The PET radioligand [carbonyl-(11)C]desmethyl-WAY-100635 binds to 5-HT(1A) receptors and provides a higher radioactive signal than [carbonyl-(11)C]WAY-100635 in the human brain.

UNLABELLED

5-Hydroxytryptamine (serotonin)-1A (5-HT(1A)) receptors are of key interest in research on the pathophysiology and treatment of psychiatric disorders. The PET radioligand [carbonyl-(11)C]WAY-100635 ((11)C-WAY), where WAY-100635 is (3)H-(N-(2-(1-(4-(2-methoxyphenyl)-1-piperazinyl)ethyl)-N-(2-pyridyl) cyclohexane-carboxamide, is commonly used for quantitation of 5-HT(1A) receptors in the human brain. The aim of this PET study was to compare (11)C-WAY with the putative metabolite and selective radioligand [carbonyl-(11)C]desmethyl-WAY-100635 ((11)C-DWAY).

METHODS

A PET examination was performed on each of 5 healthy male volunteers after intravenous injection of (11)C-WAY and (11)C-DWAY on separate occasions. Radioactive metabolites in plasma were determined with high-performance liquid chromatography. The plasma metabolite--corrected input function was used in a kinetic compartment analysis.
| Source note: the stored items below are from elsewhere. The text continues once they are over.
// Copyright 2026 The Sphere Project
// SPDX-License-Identifier: Apache-2.0

// HTTP surface
//
// Responsibilities:
// - POST /api/v1/stream: validate the request, open a generation stream
//   through the injected source and answer with the SSE event stream
// - POST /api/v1/chat: the same generation drained into one JSON reply
// - GET /api/v1/health and GET / for liveness and identification
// - 404 for unknown paths

use axum::body::{Body, Bytes};
use axum::extract::State;
use axum::http::{header, HeaderName, StatusCode};
use axum::response::{IntoResponse, Response};
use axum::routing::{get, post};
use axum::{Json, Router};
use serde::de::DeserializeOwned;
use serde::{Deserialize, Serialize};
use serde_json::json;
use std::convert::Infallible;
use std::sync::atomic::{AtomicU64, Ordering};
use std::sync::Arc;
use tokio_stream::StreamExt;

use crate::config::ServerConfig;
use crate::stream::ResponseDriver;
use crate::upstream::{GenerationRequest, GenerationSource, UpstreamError, UpstreamSignal};

pub const SERVICE_NAME: &str = "sphere-stream";

const X_ACCEL_BUFFERING: HeaderName = HeaderName::from_static("x-accel-buffering");

// ---------------------------------------------------------------------------
// Errors
// ---------------------------------------------------------------------------

/// Request rejections, plus generation failures on the non-streaming route.
#[derive(Debug, thiserror::Error)]
pub enum ServerError {
    #[error("request body is empty")]
    EmptyBody,

    #[error("request body is not valid JSON: {0}")]
    MalformedJson(String),

    #[error("invalid request: {0}")]
    InvalidRequest(String),

    #[error(transparent)]
    Generation(#[from] UpstreamError),
}

impl IntoResponse for ServerError {
    fn into_response(self) -> Response {
        let (status, public_message) = match &self {
            ServerError::EmptyBody => (StatusCode::BAD_REQUEST, "request body is empty".to_string()),
            ServerError::MalformedJson(_) => (
                StatusCode::BAD_REQUEST,
                "request body is not valid JSON".to_string(),
            ),
            ServerError::InvalidRequest(reason) => (StatusCode::BAD_REQUEST, reason.clone()),
            ServerError::Generation(UpstreamError::Timeout(_)) => (
                StatusCode::GATEWAY_TIMEOUT,
                "generation timed out".to_string(),
            ),
            ServerError::Generation(_) => {
                (StatusCode::BAD_GATEWAY, "generation failed".to_string())
            }
        };
        (status, Json(json!({ "detail": public_message }))).into_response()
    }
}

// ---------------------------------------------------------------------------
// Request bodies
// ---------------------------------------------------------------------------

fn parse_body<T: DeserializeOwned>(body: &[u8]) -> Result<T, ServerError> {
    if body.is_empty() {
        return Err(ServerError::EmptyBody);
    }
    serde_json::from_slice(body).map_err(|e| ServerError::MalformedJson(e.to_string()))
}

fn require_query(query: &str) -> Result<(), ServerError> {
    if query.trim().is_empty() {
        return Err(ServerError::InvalidRequest("query must not be empty".into()));
    }
    Ok(())
}

/// An empty target means "let the router decide".
fn normalize_target(target_role: Option<String>) -> Option<String> {
    target_role.filter(|role| !role.trim().is_empty())
}

#[derive(Debug, Deserialize)]
pub struct StreamRequest {
    pub query: String,
    pub session_id: String,
    #[serde(default)]
    pub target_role: Option<String>,
}

impl StreamRequest {
    /// Parse and validate a raw request body.
    pub fn from_body(body: &[u8]) -> Result<Self, ServerError> {
        let request: StreamRequest = parse_body(body)?;
        require_query(&request.query)?;
        if request.session_id.trim().is_empty() {
            return Err(ServerError::InvalidRequest(
                "session_id must not be empty".into(),
            ));
        }
        Ok(request)
    }

    pub fn into_generation_request(self) -> GenerationRequest {
        GenerationRequest {
            query: self.query,
            session_id: self.session_id,
            target_role: normalize_target(self.target_role),
        }
    }
}

/// Body of the non-streaming chat route. It carries no session.
#[derive(Debug, Deserialize)]
pub struct ChatRequest {
    pub query: String,
    #[serde(default)]
    pub target_role: Option<String>,
}

static CHAT_SEQ: AtomicU64 = AtomicU64::new(1);

impl ChatRequest {
    pub fn from_body(body: &[u8]) -> Result<Self, ServerError> {
        let request: ChatRequest = parse_body(body)?;
        require_query(&request.query)?;
        Ok(request)
    }

    /// Chat requests get a process-local id so their logs can be told apart.
    pub fn into_generation_request(self) -> GenerationRequest {
        GenerationRequest {
            query: self.query,
            session_id: format!("chat-{}", CHAT_SEQ.fetch_add(1, Ordering::Relaxed)),
            target_role: normalize_target(self.target_role),
        }
    }
}

#[derive(Debug, Clone, PartialEq, Serialize, Deserialize)]
pub struct ChatReply {
    pub role: String,
    /// Raw generated text, artifact tags included.
    pub response: String,
}

/// Run one generation to completion and join its deltas.
pub async fn collect_reply(
    source: &dyn GenerationSource,
    request: GenerationRequest,
) -> Result<ChatReply, UpstreamError> {
    let mut signals = source.generate(request).await?;
    let mut role = None;
    let mut response = String::new();
    while let Some(signal) = signals.next().await {
        match signal? {
            UpstreamSignal::ContentDelta(delta) => response.push_str(&delta),
            UpstreamSignal::RoleSelected(selected) => {
                role.get_or_insert(selected);
            }
        }
    }
    Ok(ChatReply {
        role: role.unwrap_or_default(),
        response,
    })
}

// ---------------------------------------------------------------------------
// Shared application state
// ---------------------------------------------------------------------------

/// Shared state injected into axum handlers.
#[derive(Clone)]
pub struct AppState {
    pub source: Arc<dyn GenerationSource>,
    pub driver: ResponseDriver,
}

// ---------------------------------------------------------------------------
// Handlers
// ---------------------------------------------------------------------------

/// GET /api/v1/health
pub async fn health() -> Json<serde_json::Value> {
    Json(json!({ "status": "active", "service": SERVICE_NAME }))
}

/// GET /
pub async fn root() -> Json<serde_json::Value> {
    Json(json!({ "service": SERVICE_NAME, "version": env!("CARGO_PKG_VERSION") }))
}

/// POST /api/v1/stream
///
/// Validation failures are plain 400s. Once the body is accepted the
/// response is always 200 SSE; generation failures travel in-band as
/// an `error` event followed by the sentinel.
pub async fn stream_handler(State(state): State<AppState>, body: Bytes) -> Response {
    let request = match StreamRequest::from_body(&body) {
        Ok(r) => r.into_generation_request(),
        Err(e) => {
            tracing::warn!(error = %e, "stream request rejected");
            return e.into_response();
        }
    };

    let frames = state
        .driver
        .run_source(state.source.clone(), request)
        .map(Ok::<_, Infallible>);

    (
        [
            (header::CONTENT_TYPE, "text/event-stream"),
            (header::CACHE_CONTROL, "no-cache"),
            (header::CONNECTION, "keep-alive"),
            (X_ACCEL_BUFFERING, "no"),
        ],
        Body::from_stream(frames),
    )
        .into_response()
}

/// POST /api/v1/chat
pub async fn chat_handler(State(state): State<AppState>, body: Bytes) -> Response {
    let request = match ChatRequest::from_body(&body) {
        Ok(r) => r.into_generation_request(),
        Err(e) => {
            tracing::warn!(error = %e, "chat request rejected");
            return e.into_response();
        }
    };
    let session_id = request.session_id.clone();

    match collect_reply(state.source.as_ref(), request).await {
        Ok(reply) => {
            tracing::info!(
                %session_id,
                role = %reply.role,
                response_len = reply.response.len(),
                "chat answered"
            );
            Json(reply).into_response()
        }
        Err(e) => {
            tracing::error!(%session_id, error = %e, "chat generation failed");
            ServerError::from(e).into_response()
        }
    }
}

async fn not_found() -> impl IntoResponse {
    (StatusCode::NOT_FOUND, Json(json!({ "detail": "not found" })))
}

// ---------------------------------------------------------------------------
// Router construction
// ---------------------------------------------------------------------------

/// Build the axum router. The generation source is injected; no clients
/// are constructed here.
pub fn build_router(source: Arc<dyn GenerationSource>, settings: &ServerConfig) -> Router {
    let state = AppState {
        source,
        driver: ResponseDriver::new(settings.channel_capacity),
    };

    Router::new()
        .route("/", get(root))
        .route("/api/v1/health", get(health))
        // The trailing-slash forms are what existing clients post to.
        .route("/api/v1/stream", post(stream_handler))
        .route("/api/v1/stream/", post(stream_handler))
        .route("/api/v1/chat", post(chat_handler))
        .route("/api/v1/chat/", post(chat_handler))
        .fallback(not_found)
        .with_state(state)
}

// ---------------------------------------------------------------------------
// Tests
// ---------------------------------------------------------------------------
The simplified reference tissue model and peak equilibrium method, using the cerebellum as reference region, was applied for comparison of data.

RESULTS

For both radioligands, the highest radioactivity was observed in the neocortex and the raphe nuclei, whereas radioactivity was low in the cerebellum. The regional binding potentials were similar for the 2 radioligands. The brain uptake was more than 2-fold higher for (11)C-DWAY than for (11)C-WAY, in part because of higher delivery (first-order rate constant K(1), 0.38 vs. 0.16). The time--activity curves were well described by a 3-compartment model for all regions, whereas uptake in the cerebellum could not be described by a 2-compartment model, supporting the existence of kinetically distinguishable nonspecific binding in the cerebellum or radioactive metabolites in the brain for both radioligands. Both radioligands were rapidly metabolized, and <10% of the radioactivity in plasma represented unchanged (11)C-WAY or (11)C-DWAY at 10 min after injection. The metabolic pattern was similar for both radioligands, with the formation of radiolabeled cyclohexanecarboxylic acid and more polar components. For (11)C-WAY, small amounts of an additional labeled metabolite comigrated with reference desmethyl-WAY-100635.

CONCLUSION

The advantages of (11)C-DWAY over (11)C-WAY for research on central 5-HT(1A) receptors is supported by a significantly higher radioactivity signal at equipotent doses, providing improved imaging statistics and advantages in biomathematic modeling and the preclusion of (11)C-DWAY as a metabolite interfering with PET measurements.